Według byłego szefa MON uchwała powinna powrócić pod obrady Sejmu wraz z poprawkami dotyczącymi katastrofy smoleńskiej i zestrzelenia samolotu malezyjskich linii lotniczych. – To jest konkret pokazujący jak Polska była pierwsza zaatakowana przez terrorystów rosyjskich. To musi być jasno powiedziane. Tutaj nie ma możliwości ogólnikowych opowieści – powtórzył Macierewicz.

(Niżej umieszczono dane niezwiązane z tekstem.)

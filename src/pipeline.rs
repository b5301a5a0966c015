//! Per-account claim pipeline: eligibility decision and claim execution.
//!
//! Every error is caught at this boundary and folded into the returned
//! outcome. One account's failure never reaches the orchestrator as an
//! error, so it can never abort another account or the cycle.

use crate::accounts::Account;
use crate::chain::contract::RewardContract;
use crate::error::{ClaimdError, Result};
use crate::signer::Wallet;
use ethers::types::{Address, H256};
use tracing::{error, info};

/// Fresh per-account view of on-chain claim state. Read once per account
/// per cycle and never cached: the chain moves between cycles.
#[derive(Debug, Clone, Copy, PartialEq, Eq)]
pub struct EligibilitySnapshot {
    pub genesis_claimed: bool,
    pub current_epoch: u64,
    pub epoch_claimed: bool,
}

impl EligibilitySnapshot {
    /// An account may claim unless both the genesis claim and the current
    /// epoch's claim are already done.
    pub fn eligible(&self) -> bool {
        (self.genesis_claimed && !self.epoch_claimed) || !self.genesis_claimed
    }
}

/// Result of one pipeline invocation. Failures are data here, inspected by
/// the orchestrator, never propagated exceptions.
#[derive(Debug)]
pub enum ClaimOutcome {
    /// A claim transaction was submitted and confirmed.
    Claimed { address: Address, tx_hash: H256 },
    /// Both genesis and current-epoch rewards were already claimed.
    AlreadyClaimed { address: Address, epoch: u64 },
    /// Something failed. The address is `None` when it could not be
    /// derived before the failure.
    Failed {
        address: Option<Address>,
        error: ClaimdError,
    },
}

impl ClaimOutcome {
    pub fn is_failure(&self) -> bool {
        matches!(self, ClaimOutcome::Failed { .. })
    }
}

/// Run the claim decision and, when eligible, the claim itself for one
/// account against an already-bound contract.
pub async fn run_claim_pipeline(
    contract: &dyn RewardContract,
    account: &Account,
    chain_id: u64,
) -> ClaimOutcome {
    let wallet = match Wallet::from_private_key(account.private_key(), chain_id) {
        Ok(wallet) => wallet,
        Err(e) => {
            // Best-effort logging: the address is unknown if key parsing
            // itself failed.
            error!("Error processing address unknown: {}", e);
            return ClaimOutcome::Failed {
                address: None,
                error: e,
            };
        }
    };
    let address = wallet.address();

    match try_claim(contract, &wallet).await {
        Ok(outcome) => outcome,
        Err(e) => {
            error!("Error processing address {:?}: {}", address, e);
            ClaimOutcome::Failed {
                address: Some(address),
                error: e,
            }
        }
    }
}

async fn try_claim(contract: &dyn RewardContract, wallet: &Wallet) -> Result<ClaimOutcome> {
    let address = wallet.address();

    let genesis_claimed = contract.genesis_claim_status(address).await?;
    let current_epoch = contract.current_epoch().await?;
    let status = contract.claim_status(address, current_epoch).await?;

    let snapshot = EligibilitySnapshot {
        genesis_claimed,
        current_epoch,
        epoch_claimed: status.claimed,
    };

    if snapshot.eligible() {
        info!("Claiming reward for address {:?}", address);
        let tx_hash = contract.submit_claim(wallet).await?;
        info!(
            "Claim for address {:?} confirmed, tx hash 0x{}",
            address,
            hex::encode(tx_hash)
        );
        Ok(ClaimOutcome::Claimed { address, tx_hash })
    } else {
        info!(
            "Reward for address {:?} already claimed in epoch {}",
            address, current_epoch
        );
        Ok(ClaimOutcome::AlreadyClaimed {
            address,
            epoch: current_epoch,
        })
    }
}

#[cfg(test)]
mod tests {
    use super::*;
    use crate::chain::contract::{ClaimStatus, MockRewardContract};
    use ethers::types::U256;

    const TEST_KEY: &str = "0xac0974bec39a17e36ba4a6b4d238ff944bacb478cbed5efcae784d7bf4f2ff80";

    fn account() -> Account {
        Account::new(TEST_KEY.to_string(), None)
    }

    fn snapshot(genesis_claimed: bool, epoch_claimed: bool) -> EligibilitySnapshot {
        EligibilitySnapshot {
            genesis_claimed,
            current_epoch: 7,
            epoch_claimed,
        }
    }

    #[test]
    fn test_eligibility_truth_table() {
        // Ineligible only when both claims are already done.
        assert!(snapshot(false, false).eligible());
        assert!(snapshot(false, true).eligible());
        assert!(snapshot(true, false).eligible());
        assert!(!snapshot(true, true).eligible());
    }

    #[tokio::test]
    async fn test_fully_claimed_account_skips_submission() {
        let mut contract = MockRewardContract::new();
        contract
            .expect_genesis_claim_status()
            .times(1)
            .returning(|_| Ok(true));
        contract.expect_current_epoch().times(1).returning(|| Ok(7));
        contract.expect_claim_status().times(1).returning(|_, _| {
            Ok(ClaimStatus {
                buffer_amount: U256::zero(),
                claimed: true,
            })
        });
        contract.expect_submit_claim().times(0);

        let outcome = run_claim_pipeline(&contract, &account(), 1942).await;
        assert!(matches!(
            outcome,
            ClaimOutcome::AlreadyClaimed { epoch: 7, .. }
        ));
    }

    #[tokio::test]
    async fn test_unclaimed_genesis_triggers_claim() {
        let mut contract = MockRewardContract::new();
        contract
            .expect_genesis_claim_status()
            .times(1)
            .returning(|_| Ok(false));
        contract.expect_current_epoch().times(1).returning(|| Ok(3));
        contract.expect_claim_status().times(1).returning(|_, _| {
            Ok(ClaimStatus {
                buffer_amount: U256::zero(),
                // Even a "claimed" epoch does not block a missing genesis
                // claim.
                claimed: true,
            })
        });
        contract
            .expect_submit_claim()
            .times(1)
            .returning(|_| Ok(H256::repeat_byte(0xab)));

        let outcome = run_claim_pipeline(&contract, &account(), 1942).await;
        match outcome {
            ClaimOutcome::Claimed { tx_hash, .. } => {
                assert_eq!(tx_hash, H256::repeat_byte(0xab));
            }
            other => panic!("expected Claimed, got {other:?}"),
        }
    }

    #[tokio::test]
    async fn test_rpc_failure_yields_failure_with_address() {
        let mut contract = MockRewardContract::new();
        contract
            .expect_genesis_claim_status()
            .times(1)
            .returning(|_| Err(ClaimdError::chain_call("userGenesisClaimStatus", "timeout")));

        let outcome = run_claim_pipeline(&contract, &account(), 1942).await;
        match outcome {
            ClaimOutcome::Failed { address, error } => {
                assert!(address.is_some());
                assert!(matches!(error, ClaimdError::ChainCall { .. }));
            }
            other => panic!("expected Failed, got {other:?}"),
        }
    }

    #[tokio::test]
    async fn test_submission_failure_is_contained() {
        let mut contract = MockRewardContract::new();
        contract
            .expect_genesis_claim_status()
            .times(1)
            .returning(|_| Ok(false));
        contract.expect_current_epoch().times(1).returning(|| Ok(3));
        contract.expect_claim_status().times(1).returning(|_, _| {
            Ok(ClaimStatus {
                buffer_amount: U256::zero(),
                claimed: false,
            })
        });
        contract
            .expect_submit_claim()
            .times(1)
            .returning(|_| Err(ClaimdError::Transaction("reverted".into())));

        let outcome = run_claim_pipeline(&contract, &account(), 1942).await;
        assert!(outcome.is_failure());
    }

    #[tokio::test]
    async fn test_invalid_key_fails_with_unknown_address() {
        // No expectations: nothing on-chain may be touched when the key
        // cannot be parsed.
        let contract = MockRewardContract::new();
        let bad_account = Account::new("not-a-key".to_string(), None);

        let outcome = run_claim_pipeline(&contract, &bad_account, 1942).await;
        match outcome {
            ClaimOutcome::Failed { address, .. } => assert!(address.is_none()),
            other => panic!("expected Failed, got {other:?}"),
        }
    }
}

Uchwała dotycząca Rosji w Sejmie
W czwartek 1 grudnia Sejm zajął się projektem uchwały uznającej Rosję za państwo wspierające terroryzm. W czasie prac w sejmowej komisji udało się ustalić jednolity tekst uchwały popierany przez wszystkie siły polityczne. Była w nim mowa była o bezprawnej agresji Rosji na Ukrainę i przeprowadzaniu ataków, „w których zginęły tysiące ludzi, w tym wiele dzieci”, a także m.in. o tym, że Rosja i podległe jej struktury i formacje zbrojne dopuszczają się „aktów terroru wymierzonych w infrastrukturę cywilną, dokonują zbiorowych egzekucji oraz dopuszczają się uprowadzeń, przemocy seksualnej i tortur”. „Formy terroru stosowanego przez Rosję wobec obywateli Ukrainy są zbrodnią przeciw ludzkości i ludobójstwem” – czytamy.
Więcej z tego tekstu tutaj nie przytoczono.